0
votes

I have a query with UNION ALL statements.

SELECT * FROM HULL_A
    UNION ALL
SELECT * FROM HULL_B;  

It throws the error

ORA-01790 "expression must have same datatype as corresponding expression"

However, I checked that, and I think it is not the case. I used the following to check:

select db1.data_type, db2.data_type, db1.data_length, db2.data_length, db1.data_precision, db2.data_precision, db1.data_scale, db2.data_scale
from all_tab_columns db1
     inner join all_tab_columns db2
       on (db1.owner = db2.owner
           and db1.column_name = db2.column_name)       
where db1.table_name = 'HULL_A'
  and db2.table_name = 'HULL_B'
  and (
        db1.data_type = db2.data_type
        OR 
        db1.data_length = db2.data_length
      ) 

The result is: enter image description here

I was able to link HULL_A to HULL_C and HULL_D using UNION ALL.

So why is ORACLE throwing the error? What other test could I perform in order to be able to perform the UNION ALL?

I am working on WINDOWS 10 ORACLE 11g

1
Oracle does not allow mixing datatypes for a good reasons as it is strictly disallowed by ANSI/ISO SQL standards. see demo - Raymond Nijland
"However, I checked that, and I think it is not the case." Computers/Software do not lie or give invalid error messages.. - Raymond Nijland
Also see Why should I provide a Minimal Reproducible Example for a very simple SQL query? for providing better example data and expected results - Raymond Nijland
The JOIN is not done by COLUMN_NAME but by the position based on the COLUMN_ID, perhaps someone added or deleted columns? Better use qualified names instead of *... - Radagast81
Why is it throwing an error? Because the data types between the columns don't match. Maybe the order of the columns are different in the two tables (columns are matched by position in an UNION not by name) or those two tables really have different types for the "same" column. Please edit your question (by clicking on the edit link below it) and add the create table statements for both tables as formatted text - a_horse_with_no_name

1 Answers

1
votes

Columns in both the table must have the same data type and order of the columns must be the same.

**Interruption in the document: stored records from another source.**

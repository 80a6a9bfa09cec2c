//! Merging of entities contributed by several repository versions.
//!
//! The same logical group can be stored once per version that carries it.
//! [`merge_distinct`] folds those occurrences into one entity per key whose
//! member list is the union of all occurrences.

use std::{
    collections::{HashMap, HashSet},
    hash::Hash,
};

use rpmlens_db::models::{EnvironmentItem, PackageGroupItem};

/// An entity with a logical key and a set of members.
pub trait Mergeable {
    type Key: Eq + Hash;

    fn merge_key(&self) -> Self::Key;

    fn members_mut(&mut self) -> &mut Vec<String>;
}

impl Mergeable for PackageGroupItem {
    type Key = (String, String);

    fn merge_key(&self) -> Self::Key {
        (self.name.clone(), self.id.clone())
    }

    fn members_mut(&mut self) -> &mut Vec<String> {
        &mut self.packages
    }
}

impl Mergeable for EnvironmentItem {
    type Key = (String, String);

    fn merge_key(&self) -> Self::Key {
        (self.name.clone(), self.id.clone())
    }

    fn members_mut(&mut self) -> &mut Vec<String> {
        &mut self.groups
    }
}

/// Merges occurrences sharing a key, then keeps the first `limit` entities.
///
/// Entities stay in the order their key first appeared; members stay in the
/// order they were first seen and appear once.
pub fn merge_distinct<T, I>(items: I, limit: usize) -> Vec<T>
where
    T: Mergeable,
    I: IntoIterator<Item = T>,
{
    let mut positions: HashMap<T::Key, usize> = HashMap::new();
    let mut merged: Vec<(T, HashSet<String>)> = Vec::new();

    for mut item in items {
        let incoming = std::mem::take(item.members_mut());

        let idx = *positions.entry(item.merge_key()).or_insert_with(|| {
            merged.push((item, HashSet::new()));
            merged.len() - 1
        });

        let (entity, seen) = &mut merged[idx];
        for member in incoming {
            if seen.insert(member.clone()) {
                entity.members_mut().push(member);
            }
        }
    }

    merged.truncate(limit);
    merged.into_iter().map(|(entity, _)| entity).collect()
}
//! Database connection management.
//!
//! Every operation borrows one pooled connection for its whole duration
//! through [`DbPool::with_conn`]. The connection goes back to the pool when the
//! closure returns, whether it succeeded or not.

use std::{path::Path, time::Duration};

use diesel::{
    connection::SimpleConnection,
    r2d2::{ConnectionManager, CustomizeConnection, Pool},
    SqliteConnection,
};
use tracing::{debug, trace};

use crate::{
    error::{DbError, Result},
    migration::apply_migrations,
};

/// Maximum number of pooled connections when none is configured.
pub const DEFAULT_POOL_LIMIT: u32 = 20;
/// How long a caller waits for a pooled connection when none is configured.
pub const DEFAULT_CONNECTION_TIMEOUT: Duration = Duration::from_secs(30);
/// How long SQLite waits on a locked database when none is configured.
pub const DEFAULT_BUSY_TIMEOUT: Duration = Duration::from_millis(5000);

/// Tuning knobs for the connection pool.
#[derive(Debug, Clone)]
pub struct PoolOptions {
    /// Upper bound on open connections.
    pub max_size: u32,
    /// How long a caller waits for a free connection before giving up.
    pub connection_timeout: Duration,
    /// How long SQLite waits on a locked database before failing a statement.
    pub busy_timeout: Duration,
}

impl Default for PoolOptions {
    fn default() -> Self {
        Self {
            max_size: DEFAULT_POOL_LIMIT,
            connection_timeout: DEFAULT_CONNECTION_TIMEOUT,
            busy_timeout: DEFAULT_BUSY_TIMEOUT,
        }
    }
}

/// Applies per-connection pragmas whenever the pool opens a new connection.
#[derive(Debug)]
struct SqlitePragmas {
    busy_timeout: Duration,
}

impl CustomizeConnection<SqliteConnection, diesel::r2d2::Error> for SqlitePragmas {
    fn on_acquire(&self, conn: &mut SqliteConnection) -> std::result::Result<(), diesel::r2d2::Error> {
        // busy_timeout first so the journal mode switch waits on concurrent opens
        conn.batch_execute(&format!(
            "PRAGMA busy_timeout = {}; PRAGMA journal_mode = WAL; PRAGMA foreign_keys = ON;",
            self.busy_timeout.as_millis()
        ))
        .map_err(diesel::r2d2::Error::QueryError)
    }
}

/// Shared pool of SQLite connections to the content store.
///
/// Cloning is cheap; clones share the same underlying pool.
#[derive(Clone)]
pub struct DbPool {
    pool: Pool<ConnectionManager<SqliteConnection>>,
}

impl DbPool {
    /// Opens a pool against the SQLite database at `path`.
    ///
    /// # Errors
    ///
    /// Returns [`DbError::StoreUnavailable`] if the initial connections cannot
    /// be established within the configured timeout.
    pub fn open<P: AsRef<Path>>(path: P, options: &PoolOptions) -> Result<Self> {
        let url = path.as_ref().to_string_lossy().into_owned();
        debug!(
            path = url,
            max_size = options.max_size,
            "opening content store pool"
        );

        let max_size = if options.max_size == 0 {
            DEFAULT_POOL_LIMIT
        } else {
            options.max_size
        };

        let pool = Pool::builder()
            .max_size(max_size)
            .connection_timeout(options.connection_timeout)
            .connection_customizer(Box::new(SqlitePragmas {
                busy_timeout: options.busy_timeout,
            }))
            .build(ConnectionManager::<SqliteConnection>::new(url))?;

        Ok(Self {
            pool,
        })
    }

    /// Opens a pool and brings the schema up to date.
    pub fn open_and_migrate<P: AsRef<Path>>(path: P, options: &PoolOptions) -> Result<Self> {
        let pool = Self::open(path, options)?;
        pool.with_conn(|conn| apply_migrations(conn).map(|_| ()))?;
        Ok(pool)
    }

    /// Runs `f` with a pooled connection.
    ///
    /// The connection is checked out before `f` runs and returned to the pool
    /// when this function returns, on success and on error alike.
    pub fn with_conn<T, E, F>(&self, f: F) -> std::result::Result<T, E>
    where
        F: FnOnce(&mut SqliteConnection) -> std::result::Result<T, E>,
        E: From<DbError>,
    {
        let mut conn = self.pool.get().map_err(DbError::from)?;
        trace!(
            idle = self.pool.state().idle_connections,
            "acquired pooled connection"
        );
        f(&mut conn)
    }

    /// Number of connections currently open and how many of them are idle.
    pub fn status(&self) -> (u32, u32) {
        let state = self.pool.state();
        (state.connections, state.idle_connections)
    }
}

You can try the following query to identify the mismatch in columns of both the tables:

SELECT
    A.COLUMN_ID COLUMN_HULL_A,
    A.DATA_TYPE DATA_TYPE_HULL_A,
    B.COLUMN_ID COLUMN_HULL_B,
    B.DATA_TYPE DATA_TYPE_HULL_B
FROM
    (
        SELECT
            COLUMN_ID,
            DATA_TYPE
        FROM
            USER_TAB_COLUMNS
        WHERE
            TABLE_NAME = 'HULL_A'
    ) A
FULL OUTER JOIN (
    SELECT
        COLUMN_ID,
        DATA_TYPE
    FROM
        USER_TAB_COLUMNS
    WHERE
        TABLE_NAME = 'HULL_B'
)B ON (A.COLUMN_ID = B.COLUMN_ID AND A.DATA_TYPE = B.DATA_TYPE)
WHERE
    A.COLUMN_ID IS NULL
    OR B.COLUMN_ID IS NULL;

Cheers!!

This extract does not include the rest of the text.